(To do):
A single number is all that's needed: how many lines in the data contain the string "Option".
Supplied material below:
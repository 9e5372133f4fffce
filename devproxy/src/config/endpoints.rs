use crate::error::{Error, Result};
use crate::utils::validation::is_empty_or_whitespace;
use std::fmt::Display;
use url::{Host, Origin, Url};

#[derive(Debug, Clone, Copy, PartialEq, Eq)]
pub enum Scheme {
    Http,
    Https,
}

impl Scheme {
    pub fn parse(scheme: &str) -> Result<Self> {
        match scheme {
            "http" => Ok(Scheme::Http),
            "https" => Ok(Scheme::Https),
            other => Err(Error::configuration(format!("Unexpected scheme: {}", other))),
        }
    }

    pub fn as_str(&self) -> &'static str {
        match self {
            Scheme::Http => "http",
            Scheme::Https => "https",
        }
    }

    pub fn default_port(&self) -> u16 {
        match self {
            Scheme::Http => 80,
            Scheme::Https => 443,
        }
    }
}

impl Display for Scheme {
    fn fmt(&self, f: &mut std::fmt::Formatter<'_>) -> std::fmt::Result {
        f.write_str(self.as_str())
    }
}

/// The upstream every request is forwarded to.
#[derive(Debug, Clone)]
pub struct RemoteOrigin {
    url: Url,
}

impl RemoteOrigin {
    /// Parse the remote URL. It must be absolute; a schemeless input is rejected
    /// with a suggestion instead of guessing.
    pub fn parse(input: &str) -> Result<Self> {
        let input = input.trim();
        if is_empty_or_whitespace(input) {
            return Err(Error::configuration("The remote URL must not be empty"));
        }
        let schemeless = || {
            Error::configuration(format!(
                "The remote URL must be a full URL including the scheme, e.g. \"https://{}\"",
                input.trim_start_matches('/')
            ))
        };
        // "example.com:8080" parses with "example.com" as the scheme
        if !input.contains("://") {
            return Err(schemeless());
        }
        let url = Url::parse(input).map_err(|e| Error::configuration(format!("Invalid remote URL '{}': {}", input, e)))?;
        Scheme::parse(url.scheme())?;
        if url.host_str().is_none_or(str::is_empty) {
            return Err(Error::configuration(format!("The remote URL '{}' has no host", input)));
        }
        Ok(Self { url })
    }

    pub fn url(&self) -> &Url {
        &self.url
    }

    pub fn scheme(&self) -> Scheme {
        // checked in parse
        if self.url.scheme() == "http" { Scheme::Http } else { Scheme::Https }
    }

    pub fn origin(&self) -> Origin {
        self.url.origin()
    }

    /// Value for the `Host` header: host plus the port when it isn't the scheme default.
    pub fn host_header(&self) -> String {
        let host = self.url.host_str().unwrap_or_default();
        match self.url.port() {
            Some(port) => format!("{}:{}", host, port),
            None => host.to_string(),
        }
    }

    /// Value for the `Origin` header, e.g. `https://example.com`.
    pub fn origin_header(&self) -> String {
        self.origin().ascii_serialization()
    }

    /// Base path every forwarded path is joined onto.
    pub fn path(&self) -> &str {
        self.url.path()
    }

    pub fn query(&self) -> Option<&str> {
        self.url.query()
    }
}

impl Display for RemoteOrigin {
    fn fmt(&self, f: &mut std::fmt::Formatter<'_>) -> std::fmt::Result {
        write!(f, "{}", self.url)
    }
}

/// The local URL the remote application is served from.
#[derive(Debug, Clone)]
pub struct LocalMount {
    url: Url,
    scheme: Scheme,
    explicit_port: Option<u16>,
}

impl LocalMount {
    /// Accepted forms:
    /// - a path starting with a slash (`/`, `/api/`), served from `https://localhost`
    /// - a host and path without a scheme (`domain.test/path/`), served over HTTPS
    /// - a full `http://` or `https://` URL
    pub fn parse(input: &str) -> Result<Self> {
        let input = input.trim();
        if is_empty_or_whitespace(input) {
            return Err(Error::configuration("The local URL must not be empty"));
        }
        let mut raw = input.to_string();
        if raw.starts_with('/') {
            raw = format!("localhost{}", raw);
        }
        if !raw.contains("://") {
            raw = format!("https://{}", raw);
        }
        let mut url = Url::parse(&raw).map_err(|e| Error::configuration(format!("Invalid local URL '{}': {}", input, e)))?;
        let scheme = Scheme::parse(url.scheme())?;
        if url.host_str().is_none_or(str::is_empty) {
            return Err(Error::configuration(format!("The local URL '{}' has no host", input)));
        }
        // The certificate cache names files after the host, which an IPv6 literal cannot be
        if scheme == Scheme::Https && matches!(url.host(), Some(Host::Ipv6(_))) {
            return Err(Error::configuration(format!(
                "The local URL '{}' uses an IPv6 address; HTTPS needs a host name or IPv4 address (use http:// to serve on IPv6)",
                input
            )));
        }
        if url.path().is_empty() {
            url.set_path("/");
        }
        url.set_query(None);
        url.set_fragment(None);
        let explicit_port = explicit_port(&raw, &url);
        Ok(Self { url, scheme, explicit_port })
    }

    pub fn url(&self) -> &Url {
        &self.url
    }

    pub fn scheme(&self) -> Scheme {
        self.scheme
    }

    pub fn domain(&self) -> &str {
        self.url.host_str().unwrap_or("localhost")
    }

    /// Port the user typed, even when it equals the scheme default.
    pub fn explicit_port(&self) -> Option<u16> {
        self.explicit_port
    }

    /// Port to listen on: the explicit one, otherwise 80 for HTTP and 443 for HTTPS.
    pub fn port(&self) -> u16 {
        self.explicit_port.unwrap_or_else(|| self.scheme.default_port())
    }

    /// Mount path prefix, never empty.
    pub fn path(&self) -> &str {
        self.url.path()
    }

    pub fn origin(&self) -> Origin {
        self.url.origin()
    }

    pub fn is_localhost(&self) -> bool {
        self.domain() == "localhost"
    }
}

impl Display for LocalMount {
    fn fmt(&self, f: &mut std::fmt::Formatter<'_>) -> std::fmt::Result {
        write!(f, "{}", self.url)
    }
}

// `Url::port` hides a port equal to the scheme default, so look at what was typed.
fn explicit_port(raw: &str, url: &Url) -> Option<u16> {
    if let Some(port) = url.port() {
        return Some(port);
    }
    let after_scheme = raw.split_once("://").map(|(_, rest)| rest).unwrap_or(raw);
    let authority = after_scheme.split(['/', '?', '#']).next().unwrap_or_default();
    let (_, port) = authority.rsplit_once(':')?;
    if authority.ends_with(']') {
        // bare IPv6 literal without a port
        return None;
    }
    port.parse().ok()
}
// CLI module
//
// This module contains command-line interface functionality:
// - arguments: Command-line argument parsing and settings overrides

pub mod arguments;

pub use arguments::DevproxyArguments;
End of Supplied material.
(Solution for this exercise):
4